All eligible candidates to join the battalion have to meet certain requirements such as fluency in the Ukrainian language, having a height of at least 180 cm, full secondary education and no physical and/or mental problems.

==Traditions==

===Activities===
The battalion takes part in events coinciding with the following Public holidays in Ukraine:

- Independence Day of Ukraine
- Victory Day over Nazism in World War II
- State Flag Day
- Constitution Day
- Defender of Ukraine Day
- Navy Day
- Armed Forces Day

Generally, the battalion also takes part in the following different events, whether it be annual or semi-annual:

- Foreign and domestic military tattoos
- State visits
- Award ceremonies
- Ukrainian presidential inauguration
- Wreath laying ceremonies at the Tomb of the Unknown Soldier in the Park of Eternal Glory
- State funerals

===Marching style===
The battalion utilizes the native German goosestep (first introduced by King Frederick the Great) with the speed of the step being 75 steps per minute and elements of the marching pace of the Sich Riflemen Halych-Bukovyna Kurin.

===Heraldry===
There are many commemorative and high-ranking badges specific to the honour guard that soldiers of the battalion earn throughout their careers. One of them, called "Concordia" was developed in 2007 in honor of the 45th anniversary of the creation of the honor guard in 1962. Another badge features Michael, a figure of the coat of arms of the city of Kyiv, indicates the place of deployment of the battalion into the city, and represents the unit's status as a representative unit. The Latin language inscription on the badge: "Ubi concordia ibi victoria" (meaning "Where there is unity, there is victory" when translated) is the heraldic motto of this battalion.

==Uniform==
The general uniform of the battalion was unveiled on 24 August 2016 based on British and Polish military styles such as a variant of the Polish Rogatywka (the previous one was a peaked cap). The actual uniform jacket was changed from black to brown. It also incorporates details from the uniforms worn by the Ukrainian People's Army, including a cap which features an insignia of a Ukrainian Cossack grasping a cross. Although mainly designed for the Ukrainian Army, the other services represented in the based their new uniforms off of the army's update. All of this was partly done in response to the ongoing Russian military intervention and later invasion of Ukraine as well as decommunization and derussification in Ukraine to distance the battalion from its ceremonial counterparts in the Soviet Army/Russian Army.

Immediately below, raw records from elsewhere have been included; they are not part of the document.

use std::borrow::Cow;

use serde::{Deserialize, Serialize};

/// Role name used for RBAC.
///
/// Roles are opaque strings at this layer; mapping roles to permissions is
/// done by a [`RolePermissionSource`](crate::RolePermissionSource).
#[derive(Debug, Clone, PartialEq, Eq, Hash, PartialOrd, Ord, Serialize, Deserialize)]
#[serde(transparent)]
pub struct Role(Cow<'static, str>);

impl Role {
    pub fn new(name: impl Into<Cow<'static, str>>) -> Self {
        Self(name.into())
    }

    pub fn as_str(&self) -> &str {
        &self.0
    }
}

impl core::fmt::Display for Role {
    fn fmt(&self, f: &mut core::fmt::Formatter<'_>) -> core::fmt::Result {
        f.write_str(&self.0)
    }
}

impl From<&'static str> for Role {
    fn from(value: &'static str) -> Self {
        Role::new(value)
    }
}

impl From<String> for Role {
    fn from(value: String) -> Self {
        Role::new(value)
    }
}
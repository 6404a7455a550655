use std::borrow::Cow;
use std::collections::BTreeSet;

use serde::{Deserialize, Serialize};

/// Permission identifier.
///
/// Permissions are opaque strings (e.g. "articles.publish"). There is no
/// wildcard and no hierarchy: a permission is granted iff it is a member of
/// the resolved set.
#[derive(Debug, Clone, PartialEq, Eq, Hash, PartialOrd, Ord, Serialize, Deserialize)]
#[serde(transparent)]
pub struct Permission(Cow<'static, str>);

impl Permission {
    pub fn new(name: impl Into<Cow<'static, str>>) -> Self {
        Self(name.into())
    }

    pub fn as_str(&self) -> &str {
        &self.0
    }
}

impl core::fmt::Display for Permission {
    fn fmt(&self, f: &mut core::fmt::Formatter<'_>) -> core::fmt::Result {
        f.write_str(&self.0)
    }
}

impl From<&'static str> for Permission {
    fn from(value: &'static str) -> Self {
        Permission::new(value)
    }
}

impl From<String> for Permission {
    fn from(value: String) -> Self {
        Permission::new(value)
    }
}

/// Permissions reachable from a set of roles (union over roles).
///
/// Computed once per request; every check afterwards is a set-membership test.
#[derive(Debug, Clone, Default, PartialEq, Eq, Serialize, Deserialize)]
#[serde(transparent)]
pub struct PermissionSet(BTreeSet<Permission>);

impl PermissionSet {
    pub fn empty() -> Self {
        Self::default()
    }

    pub fn contains(&self, permission: &Permission) -> bool {
        self.0.contains(permission)
    }

    pub fn insert(&mut self, permission: Permission) {
        self.0.insert(permission);
    }

    /// Union in place (idempotent for repeated grants).
    pub fn extend(&mut self, other: impl IntoIterator<Item = Permission>) {
        self.0.extend(other);
    }

    pub fn is_subset(&self, other: &PermissionSet) -> bool {
        self.0.is_subset(&other.0)
    }

    pub fn len(&self) -> usize {
        self.0.len()
    }

    pub fn is_empty(&self) -> bool {
        self.0.is_empty()
    }

    pub fn iter(&self) -> impl Iterator<Item = &Permission> {
        self.0.iter()
    }
}

impl FromIterator<Permission> for PermissionSet {
    fn from_iter<I: IntoIterator<Item = Permission>>(iter: I) -> Self {
        Self(iter.into_iter().collect())
    }
}

impl IntoIterator for PermissionSet {
    type Item = Permission;
    type IntoIter = std::collections::btree_set::IntoIter<Permission>;

    fn into_iter(self) -> Self::IntoIter {
        self.0.into_iter()
    }
}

Members of the battalion are equipped with a standard SKS rifle, which is used commonly by post-Soviet honour guards.

===Sabre===
In 2018, the battalion replaced the standard Soviet officer cavalry sabre (Шабля) from the 1940s with a newer model based on the "Cossack Sword" and designed by the Main Directorate of Development and Material Support. It was first unveiled at the Kyiv Independence Day Parade celebrating Independence Day and the 100th anniversary of the revival of Ukrainian statehood in August of that year. It combines historically Ukrainian designs from swords of the Cossack times with the modern military elements of the Ukrainian Armed Forces. It is in fact based on 16th century weapons used by the Ukrainian Cossacks of Zaporizhia in Eastern Europe.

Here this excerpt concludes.